Faivre avait commencé la journée en décuvant, l'avait continué dans un taudis sinistre et dans les maisons closes. Il la finit à Torvald, dans la chambre d'une prostituée dont il était un peu le protecteur...
- Oh mon Gus, tu es venu...
Jusqu'ici, il ne lui avait jamais pris d'argent alors qu'elle, tout amour, ne demandait qu'à lui en donner.
- Tu me protégerais, Gus... On se ferait notre petite vie. Tu as tout fait pour moi...
Elle lui caressait la poitrine, lui faisait des baisers dans le cou. Faivre regardait droit devant lui. La lampe offrait une lumière malade, mêlée à la poussière et aux émanations faibles des réverbères.
Il reboutonna sa chemise :
- Je dois partir, dit-il froidement.
Elle retint sa colère. Elle ne pouvait pas se permettre de lui en vouloir.

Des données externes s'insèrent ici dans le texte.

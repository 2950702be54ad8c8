//! CSS absolute units
//!
//! Conversions between the absolute units SVG documents use for
//! lengths and the px-based user-unit convention: a unit suffix is
//! converted to px first and then reinterpreted in user units, so
//! `1mm` in an mm-scaled document is *not* one physical millimeter.

/// px per unit, per CSS. Returns `None` for unknown or relative units.
pub fn unit_factor(unit: &str) -> Option<f64> {
    match unit {
        "" | "px" => Some(1.0),
        "in" => Some(96.0),
        "pt" => Some(96.0 / 72.0),
        "pc" => Some(16.0),
        "mm" => Some(96.0 / 25.4),
        "cm" => Some(96.0 / 2.54),
        "q" => Some(96.0 / 101.6),
        _ => None,
    }
}

/// Split a length into number and unit suffix. `"12.5mm"` parses to
/// `(12.5, "mm")`; a bare number has an empty suffix.
pub fn parse_unit(input: &str) -> Option<(f64, &str)> {
    let s = input.trim();
    if s.is_empty() {
        return None;
    }
    let b = s.as_bytes();
    let mut i = 0;
    if matches!(b.first(), Some(b'+') | Some(b'-')) {
        i += 1;
    }
    while i < b.len() && b[i].is_ascii_digit() {
        i += 1;
    }
    if i < b.len() && b[i] == b'.' {
        i += 1;
        while i < b.len() && b[i].is_ascii_digit() {
            i += 1;
        }
    }
    // exponent only when actually followed by digits
    if i < b.len() && (b[i] == b'e' || b[i] == b'E') {
        let mut j = i + 1;
        if j < b.len() && (b[j] == b'+' || b[j] == b'-') {
            j += 1;
        }
        if j < b.len() && b[j].is_ascii_digit() {
            i = j;
            while i < b.len() && b[i].is_ascii_digit() {
                i += 1;
            }
        }
    }
    let (num, unit) = s.split_at(i);
    let value: f64 = num.parse().ok()?;
    Some((value, unit.trim()))
}

/// Absolute length string to px. `None` for percentages, relative
/// units, and unparsable input.
pub fn to_px(input: &str) -> Option<f64> {
    let (value, unit) = parse_unit(input)?;
    Some(value * unit_factor(&unit.to_ascii_lowercase())?)
}

/// The implicit-px convention: lowercase, trim, convert to px. Sizes
/// read this way are then treated as user units by callers.
pub fn implicit_px(input: &str) -> Option<f64> {
    to_px(input.trim())
}

/// Render a px value in the given unit, e.g. `render_px(96.0, "in")`
/// is `"1in"`. Unknown units fall back to px.
pub fn render_px(value_px: f64, unit: &str) -> String {
    match unit_factor(unit) {
        Some(f) if !unit.is_empty() && unit != "px" => format!("{}{}", value_px / f, unit),
        _ => format!("{}", value_px),
    }
}

#[cfg(test)]
mod tests {
    use super::*;

    #[test]
    fn test_parse_unit() {
        assert_eq!(parse_unit("12.5mm"), Some((12.5, "mm")));
        assert_eq!(parse_unit("100"), Some((100.0, "")));
        assert_eq!(parse_unit("50%"), Some((50.0, "%")));
        assert_eq!(parse_unit("2em"), Some((2.0, "em")));
        assert_eq!(parse_unit("1e3px"), Some((1000.0, "px")));
        assert_eq!(parse_unit("abc"), None);
    }

    #[test]
    fn test_to_px() {
        assert_eq!(to_px("1in"), Some(96.0));
        assert_eq!(to_px("72pt"), Some(96.0));
        assert_eq!(to_px("25.4mm"), Some(96.0));
        assert_eq!(to_px("10"), Some(10.0));
        assert_eq!(to_px("50%"), None);
        assert_eq!(to_px("2em"), None);
    }

    #[test]
    fn test_implicit_px_normalizes() {
        assert_eq!(implicit_px(" 1IN "), Some(96.0));
    }

    #[test]
    fn test_render_px() {
        assert_eq!(render_px(96.0, "in"), "1in");
        assert_eq!(render_px(10.0, "px"), "10");
        assert_eq!(render_px(10.0, ""), "10");
    }
}
//! Transform caches
//!
//! Own transform parses the `transform` attribute; composed transform
//! is `parent.composed * own`. Composed invalidation is an eager
//! subtree walk: readers treat an empty slot as "the parent chain is
//! clean", so stale descendants are never left behind lazily.

use vellum_dom::NodeId;
use vellum_geom::Matrix;

use crate::SvgDocument;

impl SvgDocument {
    /// The node's own transform. Malformed, empty, and missing
    /// attributes all read as identity.
    pub fn own_transform(&mut self, node: NodeId) -> Matrix {
        if let Some(m) = self.caches[node.index()].own_transform {
            return m;
        }
        let m = Matrix::parse(self.attr(node, "transform").unwrap_or(""));
        self.caches[node.index()].own_transform = Some(m);
        m
    }

    /// Set the node's transform: re-serializes the attribute and
    /// eagerly clears composed transforms (and cached boxes) for the
    /// whole subtree.
    pub fn set_transform(&mut self, node: NodeId, m: Matrix) {
        self.write_attr(node, "transform", &m.to_attr());
        self.caches[node.index()].own_transform = Some(m);
        self.clear_composed_transform(node);
        self.clear_bbox_around(node);
    }

    /// Transform from the node's local frame to the document frame:
    /// the parent chain's composed transform applied before the
    /// node's own.
    pub fn composed_transform(&mut self, node: NodeId) -> Matrix {
        if let Some(m) = self.caches[node.index()].composed {
            return m;
        }
        let own = self.own_transform(node);
        let m = match self.tree.parent(node) {
            Some(p) => self.composed_transform(p) * own,
            None => own,
        };
        self.caches[node.index()].composed = Some(m);
        m
    }

    /// Drop cached composed transforms for the node and every element
    /// below it.
    pub fn clear_composed_transform(&mut self, node: NodeId) {
        for d in self.tree.descendants(node) {
            self.caches[d.index()].composed = None;
        }
    }
}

Avant-guerre, Faivre avait tué le souteneur de cette fille. Il avait traîné le corps dans la rue, l'avait jeté dans une benne d'ordures collectives. La Brigade criminelle n'avait jamais mis d'énergie sur l'enquête.
- On se revoit bientôt, mon Gus ?
Il se demandait pourquoi il la voyait encore.
- Il faut que tu te débrouilles sans moi...
- Prends mon argent, Gus... Prends-en plein, mais reste ici.
- J'ai un nouveau poste. Beaucoup de travail...
Elle pleurait. Faivre savait qu'après les supplications et les roucoulades, elle allait passer aux reproches aigris. Il réussit à partir avant qu'elle n'y arrive.
L'inspecteur rentra chez lui et s'endormit aussitôt. Tant mieux, car c'est ce genre de journées qu'on aime oublier vite.


¤


Maréchal avait commencé sa journée dans le quartier des Oublies, au cabinet du docteur Heims.
Le docteur le recevait entre deux consultations :
- J'ai toujours un moment à consacrer à mon patient le plus intéressant, dit-il en finissant de remplir des papiers.
Il posa son stylo. Il faisait tourner légèrement son fauteuil :
- Qu'est-ce qui vous amène ?... Mais pour commencer, comment vous portez-vous ?
- Mieux, dit Maréchal, content de pouvoir le dire. Mieux, même si Forge ne m'a pas fait du bien aux yeux.
- Oui. Vous voyez qui comme opthalmo ?
Maréchal lui dit le nom.
- Oui, c'est quelqu'un de compétent. Et vos troubles ?
- Disparus... Plus rien depuis plus d'un an.
- Bon, parfait...
Le docteur sourit. Il fit une petite moue ironique aussi, pour montrer qu'il était un peu déçu.
- Mais bien sûr, dit Maréchal, complice, si jamais cela me reprenait...
- ... ce que je ne vous souhaite pas, bien sûr...
Ils étaient d'accord.
- Autre chose ?
- Oui, je viens vous voir pour une de mes enquêtes... Un cas qui vous intéressera.
Le docteur ne cacha pas son regain d'intérêt. Il prit une pose bien plus studieuse.
- Il s'agit d'hypnose, disons, commença Maréchal, qui ne savait par quel bout prendre l'histoire. Croyez-vous... Enfin, comment marche l'hypnose ? Est-ce que ça marche, d'abord ?
- Sur un patient volontaire, oui. C'est une bonne méthode de traitement...
- Mais sur quelqu'un qui ne serait pas volontaire ?
Heims réfléchit.
- Y a-t-il des cas, dans les annales de la médecine qui... ?
- Sur quelqu'un de franchement réfractaire, non, l'hypnose ne pourrait pas marcher... Après, il existe des techniques de soumission de l'individu. Des gens fragilisés, abandonnés, qui cherchent une planche de salut... Quelqu'un en détresse qui se laisse avoir par un escroc qui profite de lui...
- Et sur quelqu'un d'équilibré, normal ?
- Franchement, je ne crois pas. Sur quelqu'un qui aurait une bonne situation, une vie réglée, un esprit critique...
Heims était très intéressé. Il plissait les yeux comme pour lire dans l'esprit de l'inspecteur.
- Alors nous devons faire fausse route...
- Vous croyez connaître quelqu'un qui pourrait prendre une emprise profonde sur des gens normaux ?
- Peut-être...

Voilà ! Maréchal avait appâté le docteur et il n'avait pas de "gibier" dans sa gibecière. Le docteur lui serra la main, sans dire explicitement qu'il voulait en savoir plus. Mais l'inspecteur n'avait pas de doute. Heims comptait bien sur lui pour jouer les rabatteurs, pour lui amener un cas si exceptionnel.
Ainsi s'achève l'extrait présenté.